SEOUL, March 19 (Yonhap) -- The second season of "Kingdom," a Netflix original series released last week, has been catching the attention of fans who love zombie thrillers and gory horror with splashes of blood and beheaded bodies in frantic zombie-human battle scenes.
Park Inje, who directed five episodes of the latest Netflix project, said that as a big fan of the zombie genre, he tried to satisfy those diehard enthusiasts again.
"I spent a lot of time to thrill those fans with gory scenes like eyeballs lingering on arrows," he said in an online interview with Yonhap News Agency on Wednesday.
The sequel season of the first Korean original drama series by Netflix is a story of a crown prince of the 1392-1910 Joseon Dynasty, Lee Chang, who has to fight against a mysterious plague and flesh-eating zombies that threaten the country on a large scale.
The first season, which was released in January last year on the U.S. online streaming platform, gained huge popularity for its creative and impressive gory zombie scenes along with traditional Korean sword fights and costumes.
To meet growing calls for another season, Netflix came up with the latest series, which premiered on Friday last week, with the main cast of Ju Ji-hoon, Bae Doo-na and Ryu Seung-ryong reprising their roles.
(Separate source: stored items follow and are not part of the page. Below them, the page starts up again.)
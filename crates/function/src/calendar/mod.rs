// SPDX-License-Identifier: MIT
// Copyright (c) 2025 myexpr

//! Proleptic-Gregorian calendar arithmetic, context-free.
//!
//! Day numbers count from year 0 (day 1 is 0000-01-01, and year 0 is not
//! a leap year), the same origin TO_DAYS/FROM_DAYS expose. Day counts of
//! 365 or less have no valid date and map to the zero-date sentinel.

use myexpr_type::value::Date;

pub mod interval;
pub mod week;

pub use interval::{Interval, IntervalUnit};
pub use week::{WeekMode, calc_week, normalize_week_mode};

/// Days in a year under the calendar's leap rule.
pub fn days_in_year(year: i32) -> i32 {
	if Date::is_leap_year(year) {
		366
	} else {
		365
	}
}

/// Day number of a (year, month, day) triple, counted from year 0.
/// The zero date maps to 0.
pub fn day_number(year: i32, month: u32, day: u32) -> i64 {
	if year == 0 && month == 0 {
		return 0;
	}
	let mut y = year as i64;
	let mut delsum = 365 * y + 31 * (month as i64 - 1) + day as i64;
	if month <= 2 {
		y -= 1;
	} else {
		delsum -= (month as i64 * 4 + 23) / 10;
	}
	let temp = ((y / 100 + 1) * 3) / 4;
	delsum + y / 4 - temp
}

/// Inverse of [`day_number`]. Day counts at or below 365, or beyond the
/// supported range, yield the zero date.
pub fn from_day_number(daynr: i64) -> Date {
	if daynr <= 365 || daynr >= 3_652_500 {
		return Date::zero();
	}

	let mut year = (daynr * 100 / 36525) as i32;
	let temp = (((year as i64 - 1) / 100 + 1) * 3) / 4;
	let mut day_of_year = (daynr - year as i64 * 365 - (year as i64 - 1) / 4 + temp) as i32;
	let mut year_days = days_in_year(year);
	while day_of_year > year_days {
		day_of_year -= year_days;
		year += 1;
		year_days = days_in_year(year);
	}

	let mut leap_day = 0;
	if year_days == 366 && day_of_year > 31 + 28 {
		day_of_year -= 1;
		if day_of_year == 31 + 28 {
			leap_day = 1;
		}
	}

	const MONTH_DAYS: [i32; 12] = [31, 28, 31, 30, 31, 30, 31, 31, 30, 31, 30, 31];
	let mut month = 1u32;
	for days in MONTH_DAYS {
		if day_of_year <= days {
			break;
		}
		day_of_year -= days;
		month += 1;
	}

	Date::new(year, month, (day_of_year + leap_day) as u32).unwrap_or_else(Date::zero)
}

/// Weekday of a day number: 0 = Monday when `sunday_first_day` is false,
/// 0 = Sunday when it is true.
pub fn weekday_of(daynr: i64, sunday_first_day: bool) -> u32 {
	let shift = if sunday_first_day {
		6
	} else {
		5
	};
	((daynr + shift) % 7) as u32
}

/// Monday-based weekday (0 = Monday .. 6 = Sunday), the WEEKDAY()
/// convention.
pub fn weekday(date: &Date) -> u32 {
	weekday_of(day_number(date.year(), date.month(), date.day()), false)
}

/// 1-based day of year.
pub fn day_of_year(date: &Date) -> u32 {
	(day_number(date.year(), date.month(), date.day()) - day_number(date.year(), 1, 1) + 1) as u32
}

/// Last day of the date's month.
pub fn last_day(date: &Date) -> Option<Date> {
	if date.is_zero() {
		return None;
	}
	Date::new(date.year(), date.month(), Date::days_in_month(date.year(), date.month()))
}

/// MAKEDATE: the `day_of_year`-th day counted from January 1 of `year`,
/// rolling into following years. Zero or negative day counts are invalid.
pub fn make_date(year: i32, day_of_year: i64) -> Option<Date> {
	if day_of_year <= 0 || !(0..=9999).contains(&year) {
		return None;
	}
	let daynr = day_number(year, 1, 1) + day_of_year - 1;
	let date = from_day_number(daynr);
	if date.is_zero() || date.year() > 9999 {
		return None;
	}
	Some(date)
}

/// Calendar difference in days, `left - right`.
pub fn date_diff(left: &Date, right: &Date) -> i64 {
	day_number(left.year(), left.month(), left.day())
		- day_number(right.year(), right.month(), right.day())
}

/// PERIOD_ADD/PERIOD_DIFF helpers work on YYYYMM periods with two-digit
/// years adjusted the usual way.
pub fn period_to_months(period: u64) -> u64 {
	if period == 0 {
		return 0;
	}
	let mut year = period / 100;
	let month = period % 100;
	if year < 70 {
		year += 2000;
	} else if year < 100 {
		year += 1900;
	}
	year * 12 + month.saturating_sub(1)
}

pub fn months_to_period(months: u64) -> u64 {
	if months == 0 {
		return 0;
	}
	let year = months / 12;
	year * 100 + months % 12 + 1
}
But Park said directing such an untypical mixed genre series was a challenge for him. The 46-year-old director has carved out his directorial career on the silver screen, with two drama films in his filmography -- "Moby Dick" (2011) and "The Mayor" (2016).
He said director Kim Seong-hun, in charge of the first season, suggested he join the second project although he has no experience in TV series.
"I received the offer from director Kim when I was willing to try new things," Park said. "A zombie film is one of my wish list genres. But I was worried about a historical drama because I had to study many things including vocabulary and art from the beginning."
Right after the second season was released on Netflix on Friday last week, a great number of people called for another season.
About the possibility of a third season, however, the director remains cautious, although the final episode of the latest season gives a clue that more story is to come.
Korean star actress Jun Ji-hyun appears briefly in the last scene, hinting that she will take a role in the next season.
"I can't say anything about it," he said. "But the last scene with Jun's appearance and mood-changing music indicates a new beginning, that a dynasty ends and a new season starts."
He said the story of the series is up to screenwriter Kim Eun-hee, who also wrote the first season of "Kingdom."
Park said he crafted zombie-human fight scenes taking place at the royal Gyeongbok Palace in Seoul, taking care of every prop and costume in the medieval setting.
"Simply, 'Kingdom' is a sci-fi drama. It integrated surreal things like zombies with art designs of the Joseon Dynasty," the director said. "I tried to comply with history when shooting the drama."